## YOUR INSTRUCTIONS:
Every line that contains the word "Stopped" is to be copied from the listing.

===== EXERCISE MATERIAL =====

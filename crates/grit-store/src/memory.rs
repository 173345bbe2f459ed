use std::collections::HashMap;
use std::ops::ControlFlow;
use std::sync::RwLock;

use grit_hash::HashAlgorithm;
use grit_types::{ObjectId, ObjectKind, Outcome};

use crate::error::StoreResult;
use crate::object::RawObject;

/// In-memory, HashMap-based object backend.
///
/// Used for staging objects without touching disk and throughout the test
/// suites. All objects are held behind a `RwLock` for safe concurrent
/// access; objects are cloned on read/write.
pub struct MemoryBackend {
    algorithm: HashAlgorithm,
    objects: RwLock<HashMap<ObjectId, RawObject>>,
}

impl MemoryBackend {
    /// Create a new empty in-memory backend.
    pub fn new(algorithm: HashAlgorithm) -> Self {
        Self {
            algorithm,
            objects: RwLock::new(HashMap::new()),
        }
    }

    /// Number of objects currently stored.
    pub fn len(&self) -> usize {
        self.objects.read().expect("lock poisoned").len()
    }

    /// Returns `true` if the backend holds no objects.
    pub fn is_empty(&self) -> bool {
        self.objects.read().expect("lock poisoned").is_empty()
    }

    /// Total content bytes across all stored objects.
    pub fn total_bytes(&self) -> u64 {
        self.objects
            .read()
            .expect("lock poisoned")
            .values()
            .map(|obj| obj.size())
            .sum()
    }

    /// Return all ids, sorted.
    pub fn all_ids(&self) -> Vec<ObjectId> {
        let map = self.objects.read().expect("lock poisoned");
        let mut ids: Vec<ObjectId> = map.keys().copied().collect();
        ids.sort();
        ids
    }

    /// Read a complete object by id; `Ok(None)` when absent.
    pub fn read(&self, id: &ObjectId) -> StoreResult<Option<RawObject>> {
        let map = self.objects.read().expect("lock poisoned");
        Ok(map.get(id).cloned())
    }

    /// Read an object's kind and length without cloning its content.
    pub fn read_header(&self, id: &ObjectId) -> StoreResult<Option<(ObjectKind, u64)>> {
        let map = self.objects.read().expect("lock poisoned");
        Ok(map.get(id).map(|obj| (obj.kind, obj.size())))
    }

    /// Check whether an object exists.
    pub fn exists(&self, id: &ObjectId) -> StoreResult<bool> {
        let map = self.objects.read().expect("lock poisoned");
        Ok(map.contains_key(id))
    }

    /// Write an object; idempotent under content-addressing.
    pub fn write(&self, object: &RawObject) -> StoreResult<ObjectId> {
        let id = object.compute_id(self.algorithm);
        let mut map = self.objects.write().expect("lock poisoned");
        map.entry(id).or_insert_with(|| object.clone());
        Ok(id)
    }

    /// Visit every object id in sorted order.
    pub fn foreach(
        &self,
        callback: &mut dyn FnMut(&ObjectId) -> ControlFlow<()>,
    ) -> StoreResult<Outcome> {
        // Snapshot the ids so the lock is not held across callbacks.
        for id in self.all_ids() {
            if callback(&id).is_break() {
                return Ok(Outcome::Stopped);
            }
        }
        Ok(Outcome::Completed)
    }

    /// Collect every id whose hex form starts with `prefix`.
    pub fn read_prefix(&self, prefix: &str) -> StoreResult<Vec<ObjectId>> {
        let map = self.objects.read().expect("lock poisoned");
        Ok(map
            .keys()
            .filter(|id| id.matches_hex_prefix(prefix))
            .copied()
            .collect())
    }
}

impl std::fmt::Debug for MemoryBackend {
    fn fmt(&self, f: &mut std::fmt::Formatter<'_>) -> std::fmt::Result {
        f.debug_struct("MemoryBackend")
            .field("object_count", &self.len())
            .finish()
    }
}

#[cfg(test)]
mod tests {
    use super::*;

    fn backend() -> MemoryBackend {
        MemoryBackend::new(HashAlgorithm::Sha1)
    }

    fn blob(content: &[u8]) -> RawObject {
        RawObject::new(ObjectKind::Blob, content.to_vec())
    }

    #[test]
    fn write_and_read() {
        let store = backend();
        let obj = blob(b"hello world");
        let id = store.write(&obj).unwrap();
        assert_eq!(store.read(&id).unwrap().unwrap(), obj);
    }

    #[test]
    fn same_content_dedups() {
        let store = backend();
        let id1 = store.write(&blob(b"identical")).unwrap();
        let id2 = store.write(&blob(b"identical")).unwrap();
        assert_eq!(id1, id2);
        assert_eq!(store.len(), 1);
    }

    #[test]
    fn read_header_matches_object() {
        let store = backend();
        let id = store.write(&blob(b"12345")).unwrap();
        assert_eq!(
            store.read_header(&id).unwrap(),
            Some((ObjectKind::Blob, 5))
        );
    }

    #[test]
    fn missing_object_is_none() {
        let store = backend();
        assert!(store.read(&ObjectId::null_sha1()).unwrap().is_none());
        assert!(store.read_header(&ObjectId::null_sha1()).unwrap().is_none());
        assert!(!store.exists(&ObjectId::null_sha1()).unwrap());
    }

    #[test]
    fn foreach_is_sorted_and_stoppable() {
        let store = backend();
        for i in 0..6 {
            store.write(&blob(format!("{i}").as_bytes())).unwrap();
        }

        let mut seen = Vec::new();
        let outcome = store
            .foreach(&mut |id| {
                seen.push(*id);
                ControlFlow::Continue(())
            })
            .unwrap();
        assert_eq!(outcome, Outcome::Completed);
        assert_eq!(seen.len(), 6);
        assert!(seen.windows(2).all(|w| w[0] < w[1]));

        let outcome = store
            .foreach(&mut |_| ControlFlow::Break(()))
            .unwrap();
        assert_eq!(outcome, Outcome::Stopped);
    }

    #[test]
    fn prefix_scan() {
        let store = backend();
        let id = store.write(&blob(b"prefix me")).unwrap();
        let hex = id.to_hex();
        assert_eq!(store.read_prefix(&hex[..10]).unwrap(), vec![id]);
        assert!(store.read_prefix("0123456789abcdef0123").unwrap().is_empty()
            || hex.starts_with("0123456789abcdef0123"));
    }

    #[test]
    fn total_bytes_sums_content() {
        let store = backend();
        store.write(&blob(b"12345")).unwrap();
        store.write(&blob(b"123456789")).unwrap();
        assert_eq!(store.total_bytes(), 14);
    }

    #[test]
    fn concurrent_reads_are_safe() {
        use std::sync::Arc;
        use std::thread;

        let store = Arc::new(backend());
        let id = store.write(&blob(b"shared data")).unwrap();

        let handles: Vec<_> = (0..8)
            .map(|_| {
                let store = Arc::clone(&store);
                thread::spawn(move || {
                    let obj = store.read(&id).unwrap().unwrap();
                    assert_eq!(obj.compute_id(HashAlgorithm::Sha1), id);
                })
            })
            .collect();

        for h in handles {
            h.join().expect("thread should not panic");
        }
    }
}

=====

## EXERCISE RESPONSE:
                return Ok(Outcome::Stopped);
        assert_eq!(outcome, Outcome::Stopped);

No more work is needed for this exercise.